= ABOUT THIS TASK =
If a line of the data below holds the word "CfbStorage", list it.

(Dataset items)
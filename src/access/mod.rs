//! Storage abstraction over document containers.
//!
//! A [`Storage`] is the read-only view of named entries the rest of the
//! library consumes: ZIP packages for ODF/OOXML, CFB containers for legacy
//! binaries and the OOXML encryption wrapper, and an in-memory map for
//! decrypted content. Opening a storage against the wrong container kind
//! yields [`Error::FormatMismatch`], which the detector treats as "try the
//! next sniffer" rather than a hard failure.

use crate::common::detection::{has_cfb_signature, has_zip_signature};
use crate::common::{Error, Result};
use std::cell::RefCell;
use std::collections::BTreeMap;
use std::io::{Cursor, Read};

/// Read-only access to the named entries of a document container.
pub trait Storage {
    /// Names of all entries, in container order.
    fn list_entries(&self) -> Vec<String>;

    /// Whether a file entry with this name exists.
    fn is_file(&self, name: &str) -> bool;

    /// Read an entry's bytes.
    fn read(&self, name: &str) -> Result<Vec<u8>>;
}

/// ZIP-backed storage for ODF and OOXML packages.
pub struct ZipStorage {
    archive: RefCell<zip::ZipArchive<Cursor<Vec<u8>>>>,
}

impl ZipStorage {
    /// Open a ZIP container held in memory.
    pub fn open(bytes: Vec<u8>) -> Result<Self> {
        if !has_zip_signature(&bytes) {
            return Err(Error::FormatMismatch("zip"));
        }
        let archive = zip::ZipArchive::new(Cursor::new(bytes))
            .map_err(|_| Error::FormatMismatch("zip"))?;
        Ok(Self {
            archive: RefCell::new(archive),
        })
    }
}

impl Storage for ZipStorage {
    fn list_entries(&self) -> Vec<String> {
        let archive = self.archive.borrow();
        archive.file_names().map(|name| name.to_string()).collect()
    }

    fn is_file(&self, name: &str) -> bool {
        self.archive.borrow_mut().by_name(name).is_ok()
    }

    fn read(&self, name: &str) -> Result<Vec<u8>> {
        let mut archive = self.archive.borrow_mut();
        let mut file = archive
            .by_name(name)
            .map_err(|_| Error::Zip(format!("entry not found: {name}")))?;
        let mut content = Vec::new();
        file.read_to_end(&mut content)?;
        Ok(content)
    }
}

/// CFB-backed storage for legacy binaries and encrypted OOXML wrappers.
pub struct CfbStorage {
    file: RefCell<cfb::CompoundFile<Cursor<Vec<u8>>>>,
}

impl CfbStorage {
    /// Open a Compound File Binary container held in memory.
    pub fn open(bytes: Vec<u8>) -> Result<Self> {
        if !has_cfb_signature(&bytes) {
            return Err(Error::FormatMismatch("compound file"));
        }
        let file = cfb::CompoundFile::open(Cursor::new(bytes))
            .map_err(|_| Error::FormatMismatch("compound file"))?;
        Ok(Self {
            file: RefCell::new(file),
        })
    }
}

impl Storage for CfbStorage {
    fn list_entries(&self) -> Vec<String> {
        let file = self.file.borrow();
        file.walk()
            .filter(|entry| entry.is_stream())
            .map(|entry| {
                entry
                    .path()
                    .to_string_lossy()
                    .trim_start_matches('/')
                    .to_string()
            })
            .collect()
    }

    fn is_file(&self, name: &str) -> bool {
        self.file.borrow().is_stream(format!("/{name}"))
    }

    fn read(&self, name: &str) -> Result<Vec<u8>> {
        let mut file = self.file.borrow_mut();
        let mut stream = file
            .open_stream(format!("/{name}"))
            .map_err(|_| Error::Cfb(format!("stream not found: {name}")))?;
        let mut content = Vec::new();
        stream.read_to_end(&mut content)?;
        Ok(content)
    }
}

/// In-memory storage, used as the decrypted view of a package.
#[derive(Default)]
pub struct MemoryStorage {
    entries: BTreeMap<String, Vec<u8>>,
}

impl MemoryStorage {
    pub fn new() -> Self {
        Self::default()
    }

    pub fn insert(&mut self, name: impl Into<String>, data: Vec<u8>) {
        self.entries.insert(name.into(), data);
    }
}

impl Storage for MemoryStorage {
    fn list_entries(&self) -> Vec<String> {
        self.entries.keys().cloned().collect()
    }

    fn is_file(&self, name: &str) -> bool {
        self.entries.contains_key(name)
    }

    fn read(&self, name: &str) -> Result<Vec<u8>> {
        self.entries
            .get(name)
            .cloned()
            .ok_or_else(|| Error::MalformedStructure(format!("entry not found: {name}")))
    }
}
//! ODF package manifest (`META-INF/manifest.xml`).
//!
//! The manifest lists every package entry with its media type and, for
//! protected packages, a per-entry encryption descriptor: algorithm and IV,
//! key derivation parameters, start-key generation, and the plaintext
//! checksum used to verify a password attempt.

use crate::common::xml::{parse_document, XmlElement};
use crate::common::{Error, Result};
use crate::crypto::base64_decode;
use std::collections::HashMap;

/// Per-entry encryption descriptor from `manifest:encryption-data`.
#[derive(Debug, Clone)]
pub struct EncryptionData {
    /// Digest scheme for password verification, e.g. `SHA1/1K`.
    pub checksum_type: String,
    /// Expected digest of the decrypted (still deflated) payload.
    pub checksum: Vec<u8>,
    /// Algorithm URI or name, e.g. `...#aes256-cbc` or `Blowfish CFB`.
    pub algorithm_name: String,
    pub initialisation_vector: Vec<u8>,
    /// Key derivation name, in practice always PBKDF2.
    pub key_derivation_name: String,
    /// Derived key length in bytes.
    pub key_size: usize,
    pub iteration_count: u32,
    pub salt: Vec<u8>,
    /// Hash used to turn the password into the start key, SHA-1 by default.
    pub start_key_generation_name: String,
    pub start_key_size: usize,
}

/// One `manifest:file-entry`.
#[derive(Debug, Clone)]
pub struct ManifestEntry {
    pub full_path: String,
    pub media_type: String,
    pub encryption: Option<EncryptionData>,
}

/// Parsed package manifest.
#[derive(Debug, Default)]
pub struct Manifest {
    entries: HashMap<String, ManifestEntry>,
}

impl Manifest {
    /// Parse `META-INF/manifest.xml` bytes.
    pub fn parse(bytes: &[u8]) -> Result<Self> {
        let root = parse_document(bytes)?;
        if root.name != "manifest:manifest" {
            return Err(Error::MalformedStructure(format!(
                "unexpected manifest root element: {}",
                root.name
            )));
        }

        let mut entries = HashMap::new();
        for entry in root.elements().filter(|e| e.name == "manifest:file-entry") {
            let Some(full_path) = entry.attribute("manifest:full-path") else {
                continue;
            };
            let media_type = entry
                .attribute("manifest:media-type")
                .unwrap_or_default()
                .to_string();
            let encryption = match entry.child("manifest:encryption-data") {
                Some(data) => Some(parse_encryption_data(data, full_path)?),
                None => None,
            };
            entries.insert(
                full_path.to_string(),
                ManifestEntry {
                    full_path: full_path.to_string(),
                    media_type,
                    encryption,
                },
            );
        }
        Ok(Self { entries })
    }

    pub fn entry(&self, path: &str) -> Option<&ManifestEntry> {
        self.entries.get(path)
    }

    /// Whether any entry carries an encryption descriptor.
    pub fn is_encrypted(&self) -> bool {
        self.entries.values().any(|e| e.encryption.is_some())
    }

    /// All entries carrying an encryption descriptor.
    pub fn encrypted_entries(&self) -> impl Iterator<Item = &ManifestEntry> {
        self.entries.values().filter(|e| e.encryption.is_some())
    }

    pub fn len(&self) -> usize {
        self.entries.len()
    }

    pub fn is_empty(&self) -> bool {
        self.entries.is_empty()
    }
}

fn parse_encryption_data(data: &XmlElement, path: &str) -> Result<EncryptionData> {
    let checksum_type = required_attr(data, "manifest:checksum-type", path)?.to_string();
    let checksum = base64_decode(required_attr(data, "manifest:checksum", path)?)?;

    let algorithm = data.child("manifest:algorithm").ok_or_else(|| {
        Error::MalformedStructure(format!("missing manifest:algorithm for {path}"))
    })?;
    let algorithm_name = required_attr(algorithm, "manifest:algorithm-name", path)?.to_string();
    let initialisation_vector =
        base64_decode(required_attr(algorithm, "manifest:initialisation-vector", path)?)?;

    let derivation = data.child("manifest:key-derivation").ok_or_else(|| {
        Error::MalformedStructure(format!("missing manifest:key-derivation for {path}"))
    })?;
    let key_derivation_name =
        required_attr(derivation, "manifest:key-derivation-name", path)?.to_string();
    let salt = base64_decode(required_attr(derivation, "manifest:salt", path)?)?;
    let iteration_count = parse_number(derivation, "manifest:iteration-count", 1024, path)?;
    // ODF 1.2 defaults to a 16-byte derived key when the attribute is absent.
    let key_size = parse_number(derivation, "manifest:key-size", 16, path)? as usize;

    let (start_key_generation_name, start_key_size) =
        match data.child("manifest:start-key-generation") {
            Some(start) => {
                let name =
                    required_attr(start, "manifest:start-key-generation-name", path)?.to_string();
                let size = parse_number(start, "manifest:key-size", 20, path)? as usize;
                (name, size)
            }
            // Absent start-key-generation means SHA-1 of the password.
            None => ("SHA1".to_string(), 20),
        };

    Ok(EncryptionData {
        checksum_type,
        checksum,
        algorithm_name,
        initialisation_vector,
        key_derivation_name,
        key_size,
        iteration_count,
        salt,
        start_key_generation_name,
        start_key_size,
    })
}

fn required_attr<'a>(elem: &'a XmlElement, name: &str, path: &str) -> Result<&'a str> {
    elem.attribute(name).ok_or_else(|| {
        Error::MalformedStructure(format!("missing {name} in encryption data for {path}"))
    })
}

fn parse_number(elem: &XmlElement, name: &str, default: u32, path: &str) -> Result<u32> {
    match elem.attribute(name) {
        Some(value) => value.trim().parse().map_err(|_| {
            Error::MalformedStructure(format!("invalid {name} in encryption data for {path}"))
        }),
        None => Ok(default),
    }
}

#[cfg(test)]
mod tests {
    use super::*;
    use crate::crypto::base64_encode;

    fn encrypted_manifest() -> String {
        format!(
            r#"<manifest:manifest xmlns:manifest="urn:oasis:names:tc:opendocument:xmlns:manifest:1.0">
              <manifest:file-entry manifest:full-path="/" manifest:media-type="application/vnd.oasis.opendocument.text"/>
              <manifest:file-entry manifest:full-path="content.xml" manifest:media-type="text/xml">
                <manifest:encryption-data manifest:checksum-type="urn:oasis:names:tc:opendocument:xmlns:manifest:1.0#sha256-1k" manifest:checksum="{checksum}">
                  <manifest:algorithm manifest:algorithm-name="http://www.w3.org/2001/04/xmlenc#aes256-cbc" manifest:initialisation-vector="{iv}"/>
                  <manifest:key-derivation manifest:key-derivation-name="PBKDF2" manifest:salt="{salt}" manifest:iteration-count="100000" manifest:key-size="32"/>
                  <manifest:start-key-generation manifest:start-key-generation-name="http://www.w3.org/2000/09/xmldsig#sha256" manifest:key-size="32"/>
                </manifest:encryption-data>
              </manifest:file-entry>
            </manifest:manifest>"#,
            checksum = base64_encode(&[1u8; 32]),
            iv = base64_encode(&[2u8; 16]),
            salt = base64_encode(&[3u8; 16]),
        )
    }

    #[test]
    fn test_parse_plain_entry() {
        let manifest = Manifest::parse(encrypted_manifest().as_bytes()).unwrap();
        let root = manifest.entry("/").unwrap();
        assert_eq!(root.media_type, "application/vnd.oasis.opendocument.text");
        assert!(root.encryption.is_none());
    }

    #[test]
    fn test_parse_encryption_data() {
        let manifest = Manifest::parse(encrypted_manifest().as_bytes()).unwrap();
        assert!(manifest.is_encrypted());
        assert_eq!(manifest.encrypted_entries().count(), 1);

        let data = manifest
            .entry("content.xml")
            .unwrap()
            .encryption
            .as_ref()
            .unwrap();
        assert!(data.algorithm_name.ends_with("#aes256-cbc"));
        assert_eq!(data.key_size, 32);
        assert_eq!(data.iteration_count, 100_000);
        assert_eq!(data.salt, [3u8; 16]);
        assert_eq!(data.initialisation_vector, [2u8; 16]);
        assert_eq!(data.start_key_size, 32);
        assert!(data.checksum_type.ends_with("#sha256-1k"));
    }

    #[test]
    fn test_defaults_without_start_key_generation() {
        let xml = format!(
            r#"<manifest:manifest>
              <manifest:file-entry manifest:full-path="content.xml">
                <manifest:encryption-data manifest:checksum-type="SHA1/1K" manifest:checksum="{b}">
                  <manifest:algorithm manifest:algorithm-name="Blowfish CFB" manifest:initialisation-vector="{b}"/>
                  <manifest:key-derivation manifest:key-derivation-name="PBKDF2" manifest:salt="{b}"/>
                </manifest:encryption-data>
              </manifest:file-entry>
            </manifest:manifest>"#,
            b = base64_encode(&[0u8; 8]),
        );
        let manifest = Manifest::parse(xml.as_bytes()).unwrap();
        let data = manifest
            .entry("content.xml")
            .unwrap()
            .encryption
            .as_ref()
            .unwrap();
        assert_eq!(data.key_size, 16);
        assert_eq!(data.iteration_count, 1024);
        assert_eq!(data.start_key_generation_name, "SHA1");
        assert_eq!(data.start_key_size, 20);
    }

    #[test]
    fn test_rejects_incomplete_encryption_data() {
        let xml = r#"<manifest:manifest>
          <manifest:file-entry manifest:full-path="content.xml">
            <manifest:encryption-data manifest:checksum-type="SHA1/1K" manifest:checksum="AAAA">
              <manifest:algorithm manifest:algorithm-name="x" manifest:initialisation-vector="AAAA"/>
            </manifest:encryption-data>
          </manifest:file-entry>
        </manifest:manifest>"#;
        assert!(matches!(
            Manifest::parse(xml.as_bytes()),
            Err(Error::MalformedStructure(_))
        ));
    }

    #[test]
    fn test_rejects_wrong_root() {
        assert!(Manifest::parse(b"<office:document/>").is_err());
    }
}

= TASK OUTPUT =
pub struct CfbStorage {
impl CfbStorage {
impl Storage for CfbStorage {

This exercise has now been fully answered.